PhD, University of Cincinnati, 2022, Engineering and Applied Science: Computer Science and Engineering
Wireless video systems have been heavily deployed for various distributed sensing purposes, such as attempting to detect, recognize, track objects, and understand their behaviors which have been integrated into surveillance to provide real-time analysis results to human operators who will make final decisions.
As technology advances, we have seen deep neural networks be a backbone technology supporting modern intelligent mobile applications and they have the ability to perform highly accurate and reliable inference tasks. Wireless cameras have played a big role in video surveillance capacity and are equipped with an embedded camera with video capture, video encoding or local video processing, and data transmission.

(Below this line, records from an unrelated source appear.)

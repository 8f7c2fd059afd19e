//! A mail service that only records what it was asked to do.

use std::fmt;

use tracing::info;

use super::MailService;

/// One requested mutation.
#[derive(Debug, Clone, PartialEq, Eq)]
pub enum PlannedAction {
    MarkRead { id: String },
    MarkUnread { id: String },
    Move { id: String, destination: String },
    ApplyLabel { id: String, label: String },
}

impl PlannedAction {
    pub fn id(&self) -> &str {
        match self {
            Self::MarkRead { id }
            | Self::MarkUnread { id }
            | Self::Move { id, .. }
            | Self::ApplyLabel { id, .. } => id,
        }
    }
}

impl fmt::Display for PlannedAction {
    fn fmt(&self, f: &mut fmt::Formatter<'_>) -> fmt::Result {
        match self {
            Self::MarkRead { .. } => write!(f, "mark read"),
            Self::MarkUnread { .. } => write!(f, "mark unread"),
            Self::Move { destination, .. } => write!(f, "move to '{destination}'"),
            Self::ApplyLabel { label, .. } => write!(f, "apply label '{label}'"),
        }
    }
}

/// Accepts every request and keeps it, in order, without touching any mailbox.
#[derive(Debug, Default)]
pub struct DryRunMailbox {
    planned: Vec<PlannedAction>,
}

impl DryRunMailbox {
    pub fn new() -> Self {
        Self::default()
    }

    pub fn planned(&self) -> &[PlannedAction] {
        &self.planned
    }

    fn plan(&mut self, action: PlannedAction) -> bool {
        info!(id = action.id(), action = %action, "Dry run: would apply");
        self.planned.push(action);
        true
    }
}

impl MailService for DryRunMailbox {
    fn mark_read(&mut self, id: &str) -> bool {
        self.plan(PlannedAction::MarkRead { id: id.into() })
    }

    fn mark_unread(&mut self, id: &str) -> bool {
        self.plan(PlannedAction::MarkUnread { id: id.into() })
    }

    fn move_message(&mut self, id: &str, destination: &str) -> bool {
        self.plan(PlannedAction::Move {
            id: id.into(),
            destination: destination.into(),
        })
    }

    fn apply_label(&mut self, id: &str, label: &str) -> bool {
        self.plan(PlannedAction::ApplyLabel {
            id: id.into(),
            label: label.into(),
        })
    }
}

The process of video analysis is implemented either in the central server or in the sensor node, depending on their computational capability, energy supply, and the purpose of applications.
We have studied two paradigms used in video analytics, the first one is extracting the visual information at a wireless camera node and then the information is sent to a central processing hub for processing, this paradigm is commonly known as the extract-compress-analyze paradigm which is the traditional strategy.
While the second paradigm extracts visual information using a wireless camera and it partially analyzes the visual information before compressing and sending it over to the processing hub for final computation and use cases, this paradigm is commonly known as the extract-analyze-compress strategy which is a recent strategy.
Firstly, we studied on the extract-compress-analyze strategy. We investigated the impact of distortions such as noise, blur, etc. on visual information generated from wireless cameras. Based on studies, distortions such as noise, blur, bad lighting, etc. are introduced to visual information at the point of generation which negatively impacts computer vision applications such as object detection, classification, etc. Based on (open full item for complete abstract)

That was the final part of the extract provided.